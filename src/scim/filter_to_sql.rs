//! SCIM Filter to SQL Translation
//!
//! This module converts SCIM filter expressions (RFC 7644) to SQL WHERE clause
//! fragments with positional `?` placeholders and an ordered list of bind
//! values.
//!
//! ## Rendering
//!
//! | Filter                 | SQL                       | Bindings     |
//! |------------------------|---------------------------|--------------|
//! | `userName eq "x"`      | `users.username = ?`      | `["x"]`      |
//! | `emails co "x"`        | `emails.value LIKE %?%`   | `["x"]`      |
//! | `emails sw "x"`        | `emails.value LIKE ?%`    | `["x"]`      |
//! | `emails ew "x"`        | `emails.value LIKE %?`    | `["x"]`      |
//! | `title pr`             | `users.title IS NOT NULL` | `[]`         |
//! | `a eq "x" and b eq "y"`| `(a = ? AND b = ?)`       | `["x", "y"]` |
//! | `not a eq "x"`         | `(NOT a = ?)`             | `["x"]`      |
//!
//! Logical nodes are always parenthesized, so operator precedence in the
//! output never depends on the SQL dialect. Bindings follow a depth-first,
//! left-to-right walk of the tree.
//!
//! Substring wildcards are written into the SQL text around the placeholder.
//! The bound value is the raw filter literal. Set
//! [`TranslateOptions::escape_like`] to escape `%`, `_` and `\` inside
//! substring values instead of passing them through as wildcards.
//!
//! ## Errors
//!
//! An attribute path missing from the [`AttributeMap`] is a caller input
//! problem ([`FilterToSqlError::UnresolvedAttribute`]). A logical operator
//! in the wrong node shape (`not` with two operands, `and` with one) can only
//! come from a tree built outside the parser and is reported as
//! [`FilterToSqlError::UnsupportedExpression`]. Both abort the translation;
//! no partial clause is returned.

use super::{
    attributes::AttributeMap,
    filter::{AttributeExpr, Filter, LogicalOp},
    operators::PLACEHOLDER,
};

/// Result of converting a SCIM filter to SQL.
#[derive(Debug, Clone, Default, PartialEq, Eq)]
pub struct SqlFilter {
    /// SQL WHERE clause fragment (e.g., "(users.username = ? AND emails.value LIKE %?%)")
    pub where_clause: String,
    /// Bind values in placeholder order
    pub bindings: Vec<String>,
}

impl SqlFilter {
    pub fn is_empty(&self) -> bool {
        self.where_clause.is_empty()
    }
}

/// Errors raised while translating a filter.
#[derive(Debug, Clone, PartialEq, Eq, thiserror::Error)]
pub enum FilterToSqlError {
    /// The attribute path has no column mapping.
    #[error("Unsupported filter attribute: '{0}'")]
    UnresolvedAttribute(String),

    /// The tree violates the filter grammar contract.
    #[error("Unsupported filter expression: {0}")]
    UnsupportedExpression(String),
}

impl FilterToSqlError {
    /// Whether this error reflects a defect rather than bad caller input.
    pub fn is_internal(&self) -> bool {
        matches!(self, FilterToSqlError::UnsupportedExpression(_))
    }
}

/// Translation switches.
#[derive(Debug, Clone, Copy, Default, PartialEq, Eq)]
pub struct TranslateOptions {
    /// Escape LIKE metacharacters in `co`/`sw`/`ew` values and add an
    /// `ESCAPE '\'` clause.
    pub escape_like: bool,
}

/// Convert a SCIM filter to a SQL WHERE clause fragment.
///
/// # Example
///
/// ```
/// use scim_sql::scim::{AttributeMap, filter_to_sql, parse_filter};
///
/// let attrs = AttributeMap::new().with("userName", "users.username");
/// let filter = parse_filter(r#"userName eq "john""#).unwrap();
/// let sql = filter_to_sql(&filter, &attrs).unwrap();
/// assert_eq!(sql.where_clause, "users.username = ?");
/// assert_eq!(sql.bindings, vec!["john".to_string()]);
/// ```
pub fn filter_to_sql(
    filter: &Filter,
    attributes: &AttributeMap,
) -> Result<SqlFilter, FilterToSqlError> {
    filter_to_sql_with(filter, attributes, TranslateOptions::default())
}

/// [`filter_to_sql`] with explicit [`TranslateOptions`].
pub fn filter_to_sql_with(
    filter: &Filter,
    attributes: &AttributeMap,
    options: TranslateOptions,
) -> Result<SqlFilter, FilterToSqlError> {
    let mut ctx = TranslationContext::new(attributes, options);
    let where_clause = ctx.translate_filter(filter)?;
    Ok(SqlFilter {
        where_clause,
        bindings: ctx.bindings,
    })
}

/// Per-call translation state. Never shared between calls.
struct TranslationContext<'a> {
    attributes: &'a AttributeMap,
    options: TranslateOptions,
    bindings: Vec<String>,
}

impl<'a> TranslationContext<'a> {
    fn new(attributes: &'a AttributeMap, options: TranslateOptions) -> Self {
        Self {
            attributes,
            options,
            bindings: Vec::new(),
        }
    }

    /// Add a binding and return the placeholder.
    fn add_binding(&mut self, value: String) -> &'static str {
        self.bindings.push(value);
        PLACEHOLDER
    }

    fn translate_filter(&mut self, filter: &Filter) -> Result<String, FilterToSqlError> {
        match filter {
            Filter::Attribute(attr) => self.translate_attribute(attr),
            Filter::Binary { op, left, right } => {
                if !op.is_binary() {
                    return Err(unsupported(format!("'{}' used as a binary operator", op)));
                }
                let left_sql = self.translate_filter(left)?;
                let right_sql = self.translate_filter(right)?;
                Ok(format!("({} {} {})", left_sql, op.sql_operator(), right_sql))
            }
            Filter::Unary { op, operand } => {
                if *op != LogicalOp::Not {
                    return Err(unsupported(format!("'{}' used as a unary operator", op)));
                }
                let operand_sql = self.translate_filter(operand)?;
                Ok(format!("({} {})", op.sql_operator(), operand_sql))
            }
        }
    }

    fn translate_attribute(&mut self, attr: &AttributeExpr) -> Result<String, FilterToSqlError> {
        let attributes = self.attributes;
        let column = attributes.resolve(&attr.path)?;
        let op = attr.op;

        if !op.takes_value() {
            return Ok(format!("{} {}", column, op.sql_operator()));
        }

        let sql = match op.like_pattern() {
            Some(pattern) if self.options.escape_like => {
                let placeholder = self.add_binding(escape_like_pattern(&attr.value));
                format!(
                    "{} {} {} ESCAPE '\\'",
                    column,
                    op.sql_operator(),
                    pattern.wrap(placeholder)
                )
            }
            Some(pattern) => {
                let placeholder = self.add_binding(attr.value.clone());
                format!("{} {} {}", column, op.sql_operator(), pattern.wrap(placeholder))
            }
            None => {
                let placeholder = self.add_binding(attr.value.clone());
                format!("{} {} {}", column, op.sql_operator(), placeholder)
            }
        };

        Ok(sql)
    }
}

fn unsupported(detail: String) -> FilterToSqlError {
    tracing::error!(detail = %detail, "Filter tree violates grammar contract");
    FilterToSqlError::UnsupportedExpression(detail)
}

/// Escape special characters in LIKE patterns.
/// Escapes: %, _, and \
fn escape_like_pattern(s: &str) -> String {
    let mut result = String::with_capacity(s.len());
    for c in s.chars() {
        match c {
            '%' | '_' | '\\' => {
                result.push('\\');
                result.push(c);
            }
            _ => result.push(c),
        }
    }
    result
}

#[cfg(test)]
mod tests {
    use rstest::rstest;

    use super::*;
    use crate::scim::filter::{CompareOp, parse_filter};

    fn attrs() -> AttributeMap {
        AttributeMap::from_iter([
            ("userName", "users.username"),
            ("title", "users.title"),
            ("emails", "emails.value"),
            ("emails.value", "emails.value"),
            ("emails.type", "emails.type"),
            ("a", "t.a"),
            ("b", "t.b"),
            ("c", "t.c"),
        ])
    }

    fn translate(filter_str: &str) -> Result<SqlFilter, FilterToSqlError> {
        let filter = parse_filter(filter_str).expect("Failed to parse filter");
        filter_to_sql(&filter, &attrs())
    }

    fn strings(values: &[&str]) -> Vec<String> {
        values.iter().map(|s| s.to_string()).collect()
    }

    #[test]
    fn test_simple_equality() {
        let result = translate(r#"userName eq "test""#).unwrap();
        assert_eq!(result.where_clause, "users.username = ?");
        assert_eq!(result.bindings, strings(&["test"]));
    }

    #[rstest]
    #[case::eq(r#"userName eq "x""#, "users.username = ?")]
    #[case::ne(r#"userName ne "x""#, "users.username != ?")]
    #[case::gt(r#"userName gt "x""#, "users.username > ?")]
    #[case::ge(r#"userName ge "x""#, "users.username >= ?")]
    #[case::lt(r#"userName lt "x""#, "users.username < ?")]
    #[case::le(r#"userName le "x""#, "users.username <= ?")]
    fn test_scalar_comparators(#[case] filter: &str, #[case] expected: &str) {
        let result = translate(filter).unwrap();
        assert_eq!(result.where_clause, expected);
        assert_eq!(result.bindings, strings(&["x"]));
    }

    #[rstest]
    #[case::contains(r#"emails co "example.org""#, "emails.value LIKE %?%")]
    #[case::starts_with(r#"emails sw "example.org""#, "emails.value LIKE ?%")]
    #[case::ends_with(r#"emails ew "example.org""#, "emails.value LIKE %?")]
    fn test_substring_wildcards_surround_placeholder(
        #[case] filter: &str,
        #[case] expected: &str,
    ) {
        let result = translate(filter).unwrap();
        assert_eq!(result.where_clause, expected);
        // Wildcards never leak into the bound value
        assert_eq!(result.bindings, strings(&["example.org"]));
    }

    #[test]
    fn test_presence_binds_nothing() {
        let result = translate("title pr").unwrap();
        assert_eq!(result.where_clause, "users.title IS NOT NULL");
        assert!(result.bindings.is_empty());
    }

    #[test]
    fn test_nested_composition() {
        let result = translate(r#"a co "x" and (b eq "y" and c co "z")"#).unwrap();
        assert_eq!(
            result.where_clause,
            "(t.a LIKE %?% AND (t.b = ? AND t.c LIKE %?%))"
        );
        assert_eq!(result.bindings, strings(&["x", "y", "z"]));
    }

    #[test]
    fn test_advanced_email_query() {
        let result = translate(
            r#"emails co "example.org" and (emails.type eq "work" and emails.value co "example.org")"#,
        )
        .unwrap();
        assert_eq!(
            result.where_clause,
            "(emails.value LIKE %?% AND (emails.type = ? AND emails.value LIKE %?%))"
        );
        assert_eq!(
            result.bindings,
            strings(&["example.org", "work", "example.org"])
        );
    }

    #[test]
    fn test_left_nested_order() {
        let result = translate(r#"(a eq "1" or b eq "2") and c eq "3""#).unwrap();
        assert_eq!(result.where_clause, "((t.a = ? OR t.b = ?) AND t.c = ?)");
        assert_eq!(result.bindings, strings(&["1", "2", "3"]));
    }

    #[test]
    fn test_unary_negation() {
        let result = translate(r#"not a co "x""#).unwrap();
        assert_eq!(result.where_clause, "(NOT t.a LIKE %?%)");
        assert_eq!(result.bindings, strings(&["x"]));
    }

    #[test]
    fn test_negated_group() {
        let result = translate(r#"not (a eq "x" or title pr)"#).unwrap();
        assert_eq!(result.where_clause, "(NOT (t.a = ? OR users.title IS NOT NULL))");
        assert_eq!(result.bindings, strings(&["x"]));
    }

    #[test]
    fn test_binding_count_matches_placeholders() {
        let filter =
            parse_filter(r#"a eq "1" and (title pr or not (b sw "2" and c ew "3"))"#).unwrap();
        let result = filter_to_sql(&filter, &attrs()).unwrap();
        assert_eq!(result.where_clause.matches('?').count(), result.bindings.len());
        assert_eq!(filter.binding_count(), result.bindings.len());
    }

    #[test]
    fn test_unresolved_attribute() {
        let err = translate(r#"unknownAttr eq "value""#).unwrap_err();
        assert_eq!(
            err,
            FilterToSqlError::UnresolvedAttribute("unknownAttr".to_string())
        );
        assert!(!err.is_internal());
    }

    #[test]
    fn test_unresolved_attribute_aborts_whole_filter() {
        let err = translate(r#"userName eq "john" and members eq "user-123""#).unwrap_err();
        assert_eq!(
            err,
            FilterToSqlError::UnresolvedAttribute("members".to_string())
        );
    }

    #[test]
    fn test_attribute_lookup_is_case_sensitive() {
        assert!(translate(r#"USERNAME eq "john""#).is_err());
    }

    #[test]
    fn test_value_passed_through_verbatim() {
        let result = translate(r#"a co "100%_off""#).unwrap();
        assert_eq!(result.bindings, strings(&["100%_off"]));

        let result = translate(r#"a eq "x' OR '1'='1""#).unwrap();
        assert_eq!(result.where_clause, "t.a = ?");
        assert_eq!(result.bindings, strings(&["x' OR '1'='1"]));
    }

    #[test]
    fn test_escape_like_option() {
        let filter = parse_filter(r#"a co "100%_off" and b eq "50%""#).unwrap();
        let options = TranslateOptions { escape_like: true };
        let result = filter_to_sql_with(&filter, &attrs(), options).unwrap();
        assert_eq!(
            result.where_clause,
            "(t.a LIKE %?% ESCAPE '\\' AND t.b = ?)"
        );
        // Only substring comparisons are escaped
        assert_eq!(result.bindings, strings(&["100\\%\\_off", "50%"]));
    }

    #[test]
    fn test_not_as_binary_operator_is_internal_error() {
        let filter = Filter::Binary {
            op: LogicalOp::Not,
            left: Box::new(Filter::compare("a", CompareOp::Eq, "x")),
            right: Box::new(Filter::compare("b", CompareOp::Eq, "y")),
        };
        let err = filter_to_sql(&filter, &attrs()).unwrap_err();
        assert!(matches!(err, FilterToSqlError::UnsupportedExpression(_)));
        assert!(err.is_internal());
    }

    #[test]
    fn test_and_as_unary_operator_is_internal_error() {
        let filter = Filter::Unary {
            op: LogicalOp::And,
            operand: Box::new(Filter::present("title")),
        };
        let err = filter_to_sql(&filter, &attrs()).unwrap_err();
        assert!(err.is_internal());
    }

    #[test]
    fn test_long_flat_chain_compiles() {
        // Flat and/or chains are not bounded by the nesting depth limit
        let input = vec!["a pr"; 400].join(" or ");
        let result = translate(&input).unwrap();
        assert_eq!(result.where_clause.matches("IS NOT NULL").count(), 400);
        assert_eq!(result.where_clause.matches(" OR ").count(), 399);
        assert!(result.bindings.is_empty());
    }

    #[test]
    fn test_translation_is_deterministic() {
        let filter = parse_filter(r#"a co "x" or (b eq "y" and not c sw "z")"#).unwrap();
        let map = attrs();
        let first = filter_to_sql(&filter, &map).unwrap();
        let second = filter_to_sql(&filter, &map).unwrap();
        assert_eq!(first, second);
    }

    #[test]
    fn test_escape_like_pattern() {
        assert_eq!(escape_like_pattern("hello"), "hello");
        assert_eq!(escape_like_pattern("100%"), "100\\%");
        assert_eq!(escape_like_pattern("foo_bar"), "foo\\_bar");
        assert_eq!(escape_like_pattern("a\\b"), "a\\\\b");
        assert_eq!(escape_like_pattern("a%_\\b"), "a\\%\\_\\\\b");
    }
}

○ ○ ○ ○

- WHAT THE EXERCISE ASKS
Using the material above, gather every line that includes "path".

- SOLVED EXERCISE
//! An attribute path missing from the [`AttributeMap`] is a caller input
    /// The attribute path has no column mapping.
        let column = attributes.resolve(&attr.path)?;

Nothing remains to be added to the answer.